▶ _RECORDS SHOWN_:
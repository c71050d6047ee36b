// SQLite persistence for analyzed articles and run sessions.

use std::collections::BTreeSet;

use anyhow::{Context, Result};
use chrono::{DateTime, Utc};
use serde::Serialize;
use sqlx::sqlite::{SqlitePool, SqlitePoolOptions};
use tracing::{info, warn};

use factlens_common::{
    AnalysisSession, Article, Category, ClaimVerdict, Confidence, FactStatus, PageMetadata,
    Sentiment,
};

#[derive(Clone)]
pub struct ArticleStore {
    pool: SqlitePool,
}

/// A row from the articles table. JSON columns are decoded on conversion.
#[derive(Debug, Clone, sqlx::FromRow)]
struct StoredArticle {
    url: String,
    title: String,
    content: String,
    metadata: String,
    scrape_error: Option<String>,
    summary: String,
    claims: String,
    fact_check_results: String,
    overall_fact_status: String,
    classification: String,
    confidence: String,
    sentiment: String,
    credibility_score: f64,
    key_themes: String,
    analysis_notes: String,
    created_at: DateTime<Utc>,
}

impl From<StoredArticle> for Article {
    fn from(row: StoredArticle) -> Self {
        Article {
            metadata: decode_json::<PageMetadata>(&row.url, "metadata", &row.metadata),
            claims: decode_json::<Vec<String>>(&row.url, "claims", &row.claims),
            fact_check_results: decode_json::<Vec<ClaimVerdict>>(
                &row.url,
                "fact_check_results",
                &row.fact_check_results,
            ),
            key_themes: decode_json::<BTreeSet<String>>(&row.url, "key_themes", &row.key_themes),
            overall_fact_status: FactStatus::parse_lenient(&row.overall_fact_status),
            classification: Category::parse_lenient(&row.classification),
            confidence: Confidence::parse_lenient(&row.confidence),
            sentiment: Sentiment::parse_lenient(&row.sentiment),
            url: row.url,
            title: row.title,
            content: row.content,
            scrape_error: row.scrape_error,
            summary: row.summary,
            credibility_score: row.credibility_score,
            analysis_notes: row.analysis_notes,
            created_at: row.created_at,
        }
    }
}

fn decode_json<T: serde::de::DeserializeOwned + Default>(url: &str, column: &str, raw: &str) -> T {
    serde_json::from_str(raw).unwrap_or_else(|e| {
        warn!(url, column, error = %e, "Corrupt JSON column, using empty value");
        T::default()
    })
}

/// Escape LIKE wildcards so a search term matches literally.
fn escape_like(term: &str) -> String {
    let mut escaped = String::with_capacity(term.len());
    for c in term.chars() {
        if matches!(c, '%' | '_' | '\\') {
            escaped.push('\\');
        }
        escaped.push(c);
    }
    escaped
}

#[derive(Debug, Clone, sqlx::FromRow)]
struct StoredSession {
    id: i64,
    topic: String,
    articles_found: i64,
    facts_count: i64,
    myths_count: i64,
    unclear_count: i64,
    created_at: DateTime<Utc>,
}

impl From<StoredSession> for AnalysisSession {
    fn from(row: StoredSession) -> Self {
        AnalysisSession {
            id: Some(row.id),
            topic: row.topic,
            articles_found: row.articles_found,
            facts_count: row.facts_count,
            myths_count: row.myths_count,
            unclear_count: row.unclear_count,
            created_at: row.created_at,
        }
    }
}

/// Totals across everything stored.
#[derive(Debug, Clone, Default, PartialEq, Serialize)]
pub struct DatabaseStats {
    pub total_articles: i64,
    pub total_sessions: i64,
    pub by_classification: Vec<(String, i64)>,
    pub by_status: Vec<(String, i64)>,
}

impl std::fmt::Display for DatabaseStats {
    fn fmt(&self, f: &mut std::fmt::Formatter<'_>) -> std::fmt::Result {
        writeln!(f, "Articles stored:  {}", self.total_articles)?;
        writeln!(f, "Analysis runs:    {}", self.total_sessions)?;
        writeln!(f, "\nBy classification:")?;
        for (name, count) in &self.by_classification {
            writeln!(f, "  {name:<26} {count}")?;
        }
        writeln!(f, "\nBy fact status:")?;
        for (name, count) in &self.by_status {
            writeln!(f, "  {name:<26} {count}")?;
        }
        Ok(())
    }
}

const ARTICLE_COLUMNS: &str = "url, title, content, metadata, scrape_error, summary, claims, \
     fact_check_results, overall_fact_status, classification, confidence, sentiment, \
     credibility_score, key_themes, analysis_notes, created_at";

impl ArticleStore {
    /// Open (creating if needed) the database at `database_url`.
    pub async fn connect(database_url: &str) -> Result<Self> {
        // Every connection to `sqlite::memory:` is a separate database.
        let max_connections = if database_url.contains(":memory:") { 1 } else { 5 };

        let pool = SqlitePoolOptions::new()
            .max_connections(max_connections)
            .idle_timeout(None)
            .max_lifetime(None)
            .connect(database_url)
            .await
            .with_context(|| format!("Failed to open database {database_url}"))?;

        info!(database_url, "Database connected");
        Ok(Self { pool })
    }

    pub fn new(pool: SqlitePool) -> Self {
        Self { pool }
    }

    /// Create tables and indexes. Idempotent.
    pub async fn migrate(&self) -> Result<()> {
        sqlx::query(
            r#"
            CREATE TABLE IF NOT EXISTS articles (
                id INTEGER PRIMARY KEY AUTOINCREMENT,
                url TEXT NOT NULL UNIQUE,
                title TEXT NOT NULL DEFAULT '',
                content TEXT NOT NULL DEFAULT '',
                metadata TEXT NOT NULL DEFAULT '{}',
                scrape_error TEXT,
                summary TEXT NOT NULL DEFAULT '',
                claims TEXT NOT NULL DEFAULT '[]',
                fact_check_results TEXT NOT NULL DEFAULT '[]',
                overall_fact_status TEXT NOT NULL DEFAULT 'Unsure',
                classification TEXT NOT NULL DEFAULT 'Other',
                confidence TEXT NOT NULL DEFAULT 'low',
                sentiment TEXT NOT NULL DEFAULT 'neutral',
                credibility_score REAL NOT NULL DEFAULT 0.0,
                key_themes TEXT NOT NULL DEFAULT '[]',
                analysis_notes TEXT NOT NULL DEFAULT '',
                created_at TEXT NOT NULL
            )
            "#,
        )
        .execute(&self.pool)
        .await
        .context("Failed to create articles table")?;

        sqlx::query(
            r#"
            CREATE TABLE IF NOT EXISTS analysis_sessions (
                id INTEGER PRIMARY KEY AUTOINCREMENT,
                topic TEXT NOT NULL,
                articles_found INTEGER NOT NULL,
                facts_count INTEGER NOT NULL,
                myths_count INTEGER NOT NULL,
                unclear_count INTEGER NOT NULL,
                created_at TEXT NOT NULL
            )
            "#,
        )
        .execute(&self.pool)
        .await
        .context("Failed to create analysis_sessions table")?;

        sqlx::query("CREATE INDEX IF NOT EXISTS idx_articles_created_at ON articles (created_at)")
            .execute(&self.pool)
            .await?;

        Ok(())
    }

    /// Insert or replace the row for `article.url`.
    pub async fn save_article(&self, article: &Article) -> Result<()> {
        sqlx::query(
            r#"
            INSERT INTO articles
                (url, title, content, metadata, scrape_error, summary, claims,
                 fact_check_results, overall_fact_status, classification, confidence,
                 sentiment, credibility_score, key_themes, analysis_notes, created_at)
            VALUES (?, ?, ?, ?, ?, ?, ?, ?, ?, ?, ?, ?, ?, ?, ?, ?)
            ON CONFLICT(url) DO UPDATE SET
                title = excluded.title,
                content = excluded.content,
                metadata = excluded.metadata,
                scrape_error = excluded.scrape_error,
                summary = excluded.summary,
                claims = excluded.claims,
                fact_check_results = excluded.fact_check_results,
                overall_fact_status = excluded.overall_fact_status,
                classification = excluded.classification,
                confidence = excluded.confidence,
                sentiment = excluded.sentiment,
                credibility_score = excluded.credibility_score,
                key_themes = excluded.key_themes,
                analysis_notes = excluded.analysis_notes,
                created_at = excluded.created_at
            "#,
        )
        .bind(&article.url)
        .bind(&article.title)
        .bind(&article.content)
        .bind(serde_json::to_string(&article.metadata)?)
        .bind(&article.scrape_error)
        .bind(&article.summary)
        .bind(serde_json::to_string(&article.claims)?)
        .bind(serde_json::to_string(&article.fact_check_results)?)
        .bind(article.overall_fact_status.as_str())
        .bind(article.classification.as_str())
        .bind(article.confidence.as_str())
        .bind(article.sentiment.as_str())
        .bind(article.credibility_score)
        .bind(serde_json::to_string(&article.key_themes)?)
        .bind(&article.analysis_notes)
        .bind(article.created_at)
        .execute(&self.pool)
        .await
        .with_context(|| format!("Failed to save article {}", article.url))?;

        Ok(())
    }

    /// Save each article, logging and skipping failures. Returns how many were saved.
    pub async fn save_articles_batch(&self, articles: &[Article]) -> usize {
        let mut saved = 0;
        for article in articles {
            match self.save_article(article).await {
                Ok(()) => saved += 1,
                Err(e) => warn!(url = article.url.as_str(), error = %e, "Failed to save article"),
            }
        }
        info!(saved, total = articles.len(), "Articles saved");
        saved
    }

    /// Record one run's aggregate statistics. Returns the session id.
    pub async fn save_analysis_session(&self, topic: &str, articles: &[Article]) -> Result<i64> {
        let session = AnalysisSession::from_articles(topic, articles);

        let id = sqlx::query_scalar::<_, i64>(
            r#"
            INSERT INTO analysis_sessions
                (topic, articles_found, facts_count, myths_count, unclear_count, created_at)
            VALUES (?, ?, ?, ?, ?, ?)
            RETURNING id
            "#,
        )
        .bind(&session.topic)
        .bind(session.articles_found)
        .bind(session.facts_count)
        .bind(session.myths_count)
        .bind(session.unclear_count)
        .bind(session.created_at)
        .fetch_one(&self.pool)
        .await
        .context("Failed to save analysis session")?;

        Ok(id)
    }

    pub async fn article_by_url(&self, url: &str) -> Result<Option<Article>> {
        let row = sqlx::query_as::<_, StoredArticle>(&format!(
            "SELECT {ARTICLE_COLUMNS} FROM articles WHERE url = ?"
        ))
        .bind(url)
        .fetch_optional(&self.pool)
        .await?;

        Ok(row.map(Article::from))
    }

    /// Most recently saved first.
    pub async fn recent_articles(&self, limit: i64) -> Result<Vec<Article>> {
        let rows = sqlx::query_as::<_, StoredArticle>(&format!(
            "SELECT {ARTICLE_COLUMNS} FROM articles ORDER BY created_at DESC, id DESC LIMIT ?"
        ))
        .bind(limit)
        .fetch_all(&self.pool)
        .await?;

        Ok(rows.into_iter().map(Article::from).collect())
    }

    /// Articles whose url, title or summary contain `term`.
    pub async fn articles_by_topic(&self, term: &str) -> Result<Vec<Article>> {
        let pattern = format!("%{}%", escape_like(term));
        let rows = sqlx::query_as::<_, StoredArticle>(&format!(
            "SELECT {ARTICLE_COLUMNS} FROM articles \
             WHERE url LIKE ? ESCAPE '\\' OR title LIKE ? ESCAPE '\\' \
             OR summary LIKE ? ESCAPE '\\' \
             ORDER BY created_at DESC, id DESC"
        ))
        .bind(&pattern)
        .bind(&pattern)
        .bind(&pattern)
        .fetch_all(&self.pool)
        .await?;

        Ok(rows.into_iter().map(Article::from).collect())
    }

    /// Most recent runs first.
    pub async fn analysis_sessions(&self, limit: i64) -> Result<Vec<AnalysisSession>> {
        let rows = sqlx::query_as::<_, StoredSession>(
            r#"
            SELECT id, topic, articles_found, facts_count, myths_count, unclear_count, created_at
            FROM analysis_sessions
            ORDER BY created_at DESC, id DESC
            LIMIT ?
            "#,
        )
        .bind(limit)
        .fetch_all(&self.pool)
        .await?;

        Ok(rows.into_iter().map(AnalysisSession::from).collect())
    }

    pub async fn database_stats(&self) -> Result<DatabaseStats> {
        let total_articles = sqlx::query_scalar::<_, i64>("SELECT COUNT(*) FROM articles")
            .fetch_one(&self.pool)
            .await?;
        let total_sessions = sqlx::query_scalar::<_, i64>("SELECT COUNT(*) FROM analysis_sessions")
            .fetch_one(&self.pool)
            .await?;

        let by_classification = sqlx::query_as::<_, (String, i64)>(
            "SELECT classification, COUNT(*) FROM articles \
             GROUP BY classification ORDER BY COUNT(*) DESC, classification",
        )
        .fetch_all(&self.pool)
        .await?;

        let by_status = sqlx::query_as::<_, (String, i64)>(
            "SELECT overall_fact_status, COUNT(*) FROM articles \
             GROUP BY overall_fact_status ORDER BY COUNT(*) DESC, overall_fact_status",
        )
        .fetch_all(&self.pool)
        .await?;

        Ok(DatabaseStats {
            total_articles,
            total_sessions,
            by_classification,
            by_status,
        })
    }
}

▶ _TASK PROMPT_: Every line of the entries that includes "DatabaseStats" must be copied into the answer.

▶ _REPLY TO THE TASK_:
pub struct DatabaseStats {
impl std::fmt::Display for DatabaseStats {
    pub async fn database_stats(&self) -> Result<DatabaseStats> {
        Ok(DatabaseStats {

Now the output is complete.